## Data to process
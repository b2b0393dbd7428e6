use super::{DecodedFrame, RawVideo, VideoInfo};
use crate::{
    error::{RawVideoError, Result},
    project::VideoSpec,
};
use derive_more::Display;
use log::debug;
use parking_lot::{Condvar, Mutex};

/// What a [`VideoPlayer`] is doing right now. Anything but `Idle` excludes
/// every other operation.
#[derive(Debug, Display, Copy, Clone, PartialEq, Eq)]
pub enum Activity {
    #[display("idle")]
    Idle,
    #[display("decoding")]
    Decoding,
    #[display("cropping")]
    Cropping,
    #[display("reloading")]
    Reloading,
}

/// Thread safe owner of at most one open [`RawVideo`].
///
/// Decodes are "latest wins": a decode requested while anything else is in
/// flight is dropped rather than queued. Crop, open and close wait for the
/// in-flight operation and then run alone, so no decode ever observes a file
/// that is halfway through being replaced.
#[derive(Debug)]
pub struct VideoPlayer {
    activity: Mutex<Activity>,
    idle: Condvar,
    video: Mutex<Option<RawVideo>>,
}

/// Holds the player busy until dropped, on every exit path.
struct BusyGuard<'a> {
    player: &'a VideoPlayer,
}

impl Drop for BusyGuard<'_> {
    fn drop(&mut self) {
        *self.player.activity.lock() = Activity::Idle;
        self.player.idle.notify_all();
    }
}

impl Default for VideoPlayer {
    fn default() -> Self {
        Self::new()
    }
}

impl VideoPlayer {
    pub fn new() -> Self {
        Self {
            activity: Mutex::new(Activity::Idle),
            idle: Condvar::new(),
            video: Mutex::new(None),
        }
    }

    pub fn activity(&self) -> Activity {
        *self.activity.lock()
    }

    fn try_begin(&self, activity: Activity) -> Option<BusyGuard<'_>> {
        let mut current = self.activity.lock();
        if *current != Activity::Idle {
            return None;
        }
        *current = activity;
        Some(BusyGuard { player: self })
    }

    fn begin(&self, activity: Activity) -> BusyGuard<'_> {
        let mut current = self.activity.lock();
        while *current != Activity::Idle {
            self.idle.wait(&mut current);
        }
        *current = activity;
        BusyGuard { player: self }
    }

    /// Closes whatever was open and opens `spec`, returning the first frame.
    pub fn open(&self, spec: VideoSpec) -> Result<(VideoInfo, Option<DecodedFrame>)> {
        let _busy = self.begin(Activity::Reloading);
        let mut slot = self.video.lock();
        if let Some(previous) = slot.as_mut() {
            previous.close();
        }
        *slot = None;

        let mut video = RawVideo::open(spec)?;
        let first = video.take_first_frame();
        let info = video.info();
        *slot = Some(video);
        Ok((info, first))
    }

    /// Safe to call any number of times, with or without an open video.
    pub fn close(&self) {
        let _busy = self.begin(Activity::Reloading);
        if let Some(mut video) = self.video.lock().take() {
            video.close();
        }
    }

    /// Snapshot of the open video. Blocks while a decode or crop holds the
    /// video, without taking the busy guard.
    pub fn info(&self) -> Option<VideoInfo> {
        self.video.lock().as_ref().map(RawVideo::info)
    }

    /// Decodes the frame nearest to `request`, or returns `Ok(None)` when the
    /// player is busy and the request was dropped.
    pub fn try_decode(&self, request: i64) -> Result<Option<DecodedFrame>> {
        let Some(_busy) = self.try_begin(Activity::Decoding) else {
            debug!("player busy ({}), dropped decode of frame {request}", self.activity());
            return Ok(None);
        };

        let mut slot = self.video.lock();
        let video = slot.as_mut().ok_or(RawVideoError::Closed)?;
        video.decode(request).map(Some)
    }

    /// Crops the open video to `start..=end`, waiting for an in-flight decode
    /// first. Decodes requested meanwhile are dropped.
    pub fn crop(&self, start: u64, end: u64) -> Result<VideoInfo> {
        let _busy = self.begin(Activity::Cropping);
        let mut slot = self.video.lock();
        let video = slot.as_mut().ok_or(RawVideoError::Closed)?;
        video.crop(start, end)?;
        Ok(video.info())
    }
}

==

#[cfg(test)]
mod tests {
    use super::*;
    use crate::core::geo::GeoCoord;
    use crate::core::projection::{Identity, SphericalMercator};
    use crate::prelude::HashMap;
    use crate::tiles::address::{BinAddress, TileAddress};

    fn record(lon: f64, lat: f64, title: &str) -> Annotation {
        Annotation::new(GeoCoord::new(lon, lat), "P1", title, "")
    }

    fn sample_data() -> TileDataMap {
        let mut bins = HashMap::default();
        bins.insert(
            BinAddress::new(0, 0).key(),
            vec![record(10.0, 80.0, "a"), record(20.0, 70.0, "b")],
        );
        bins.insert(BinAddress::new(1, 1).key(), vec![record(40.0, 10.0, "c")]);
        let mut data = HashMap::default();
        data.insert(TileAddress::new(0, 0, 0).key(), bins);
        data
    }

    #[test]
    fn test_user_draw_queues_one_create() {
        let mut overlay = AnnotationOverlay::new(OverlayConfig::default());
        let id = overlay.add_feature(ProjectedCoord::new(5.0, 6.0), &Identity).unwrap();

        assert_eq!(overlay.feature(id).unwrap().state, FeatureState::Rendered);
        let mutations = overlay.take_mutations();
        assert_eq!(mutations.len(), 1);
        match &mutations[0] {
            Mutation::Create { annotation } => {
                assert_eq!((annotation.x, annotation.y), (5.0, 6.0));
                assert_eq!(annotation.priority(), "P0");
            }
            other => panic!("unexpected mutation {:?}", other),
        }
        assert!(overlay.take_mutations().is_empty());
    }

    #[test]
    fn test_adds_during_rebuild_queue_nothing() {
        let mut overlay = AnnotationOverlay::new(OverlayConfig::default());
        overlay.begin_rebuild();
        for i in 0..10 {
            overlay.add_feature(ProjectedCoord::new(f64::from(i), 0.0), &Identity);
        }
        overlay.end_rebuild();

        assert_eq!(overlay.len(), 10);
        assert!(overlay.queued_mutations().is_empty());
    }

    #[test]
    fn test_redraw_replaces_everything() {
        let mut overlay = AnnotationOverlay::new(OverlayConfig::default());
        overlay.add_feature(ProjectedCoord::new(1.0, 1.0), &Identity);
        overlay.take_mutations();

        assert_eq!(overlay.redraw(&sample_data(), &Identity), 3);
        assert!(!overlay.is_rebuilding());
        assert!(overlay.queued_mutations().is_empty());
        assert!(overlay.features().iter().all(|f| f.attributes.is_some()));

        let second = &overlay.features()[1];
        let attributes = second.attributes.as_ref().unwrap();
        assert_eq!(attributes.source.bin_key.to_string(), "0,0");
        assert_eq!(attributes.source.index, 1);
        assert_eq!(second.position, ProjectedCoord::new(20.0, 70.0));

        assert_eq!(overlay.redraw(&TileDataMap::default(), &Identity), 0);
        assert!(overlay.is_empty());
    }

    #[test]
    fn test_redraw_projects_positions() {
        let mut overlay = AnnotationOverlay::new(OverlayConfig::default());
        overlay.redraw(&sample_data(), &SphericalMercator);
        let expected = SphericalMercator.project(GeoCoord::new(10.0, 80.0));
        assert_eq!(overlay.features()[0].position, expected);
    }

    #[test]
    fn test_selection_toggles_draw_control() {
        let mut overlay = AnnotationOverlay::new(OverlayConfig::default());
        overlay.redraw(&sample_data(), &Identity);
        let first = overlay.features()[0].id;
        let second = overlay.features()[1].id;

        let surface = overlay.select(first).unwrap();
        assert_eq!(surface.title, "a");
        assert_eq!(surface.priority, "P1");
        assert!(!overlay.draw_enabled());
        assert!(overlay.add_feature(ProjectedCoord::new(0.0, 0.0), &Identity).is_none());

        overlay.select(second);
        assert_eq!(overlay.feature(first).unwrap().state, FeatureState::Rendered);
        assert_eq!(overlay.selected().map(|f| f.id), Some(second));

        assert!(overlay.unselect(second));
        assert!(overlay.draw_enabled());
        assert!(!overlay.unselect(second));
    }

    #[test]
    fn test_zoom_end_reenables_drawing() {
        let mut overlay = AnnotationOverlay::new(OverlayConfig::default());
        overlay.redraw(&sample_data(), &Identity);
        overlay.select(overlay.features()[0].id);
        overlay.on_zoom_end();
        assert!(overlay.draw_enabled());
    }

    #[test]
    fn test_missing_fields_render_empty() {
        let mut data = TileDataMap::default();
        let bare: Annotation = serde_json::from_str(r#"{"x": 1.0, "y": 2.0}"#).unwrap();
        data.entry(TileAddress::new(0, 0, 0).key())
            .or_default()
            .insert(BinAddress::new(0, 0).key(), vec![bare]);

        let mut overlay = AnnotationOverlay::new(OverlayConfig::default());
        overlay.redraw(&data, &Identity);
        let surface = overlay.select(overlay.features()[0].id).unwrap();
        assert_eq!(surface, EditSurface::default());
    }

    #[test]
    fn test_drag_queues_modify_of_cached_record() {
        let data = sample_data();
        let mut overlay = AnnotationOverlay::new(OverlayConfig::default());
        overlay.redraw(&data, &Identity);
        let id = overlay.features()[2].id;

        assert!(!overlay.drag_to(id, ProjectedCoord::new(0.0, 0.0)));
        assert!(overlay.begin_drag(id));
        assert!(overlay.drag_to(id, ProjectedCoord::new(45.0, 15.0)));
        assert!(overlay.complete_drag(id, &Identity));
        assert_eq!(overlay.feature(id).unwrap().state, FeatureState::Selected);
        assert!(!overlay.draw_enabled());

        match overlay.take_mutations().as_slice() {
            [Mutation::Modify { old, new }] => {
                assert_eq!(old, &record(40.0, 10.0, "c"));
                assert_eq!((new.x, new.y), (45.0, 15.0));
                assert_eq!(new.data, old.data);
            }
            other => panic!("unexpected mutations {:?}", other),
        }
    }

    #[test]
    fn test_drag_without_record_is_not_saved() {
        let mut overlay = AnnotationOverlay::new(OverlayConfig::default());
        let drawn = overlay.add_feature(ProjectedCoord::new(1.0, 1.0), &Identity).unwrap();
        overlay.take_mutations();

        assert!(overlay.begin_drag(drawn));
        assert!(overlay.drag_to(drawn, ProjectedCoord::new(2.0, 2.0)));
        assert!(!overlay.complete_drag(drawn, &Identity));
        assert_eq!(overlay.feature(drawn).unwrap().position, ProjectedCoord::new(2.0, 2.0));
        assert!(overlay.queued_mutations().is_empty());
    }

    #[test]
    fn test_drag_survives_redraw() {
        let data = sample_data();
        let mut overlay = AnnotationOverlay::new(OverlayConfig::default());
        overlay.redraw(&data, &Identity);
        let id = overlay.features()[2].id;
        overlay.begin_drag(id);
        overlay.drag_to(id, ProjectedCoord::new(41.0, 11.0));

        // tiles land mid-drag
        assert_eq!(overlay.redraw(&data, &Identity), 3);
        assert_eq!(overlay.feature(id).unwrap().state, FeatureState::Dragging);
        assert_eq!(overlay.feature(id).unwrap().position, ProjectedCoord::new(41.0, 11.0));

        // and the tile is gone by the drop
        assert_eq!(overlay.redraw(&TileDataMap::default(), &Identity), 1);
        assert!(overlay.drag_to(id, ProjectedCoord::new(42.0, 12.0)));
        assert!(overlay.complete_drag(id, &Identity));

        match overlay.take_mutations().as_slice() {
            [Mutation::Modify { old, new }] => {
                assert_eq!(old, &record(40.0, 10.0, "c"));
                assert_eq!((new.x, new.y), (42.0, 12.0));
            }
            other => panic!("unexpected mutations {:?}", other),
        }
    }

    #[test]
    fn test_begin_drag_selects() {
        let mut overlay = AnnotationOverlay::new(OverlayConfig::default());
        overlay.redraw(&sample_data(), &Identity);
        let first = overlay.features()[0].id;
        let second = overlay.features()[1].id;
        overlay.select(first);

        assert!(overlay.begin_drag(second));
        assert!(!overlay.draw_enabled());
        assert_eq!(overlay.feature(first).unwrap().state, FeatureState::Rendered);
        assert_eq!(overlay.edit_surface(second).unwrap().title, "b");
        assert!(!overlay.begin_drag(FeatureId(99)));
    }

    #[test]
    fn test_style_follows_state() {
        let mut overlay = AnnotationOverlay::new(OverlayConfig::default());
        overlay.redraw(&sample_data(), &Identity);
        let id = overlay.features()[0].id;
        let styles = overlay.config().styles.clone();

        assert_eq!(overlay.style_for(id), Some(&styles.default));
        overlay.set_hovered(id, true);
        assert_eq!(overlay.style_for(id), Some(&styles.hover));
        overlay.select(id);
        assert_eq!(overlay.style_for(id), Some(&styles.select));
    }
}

## What to produce
Determine how many lines above contain the string "struct". Give only that number.

## Answer box
2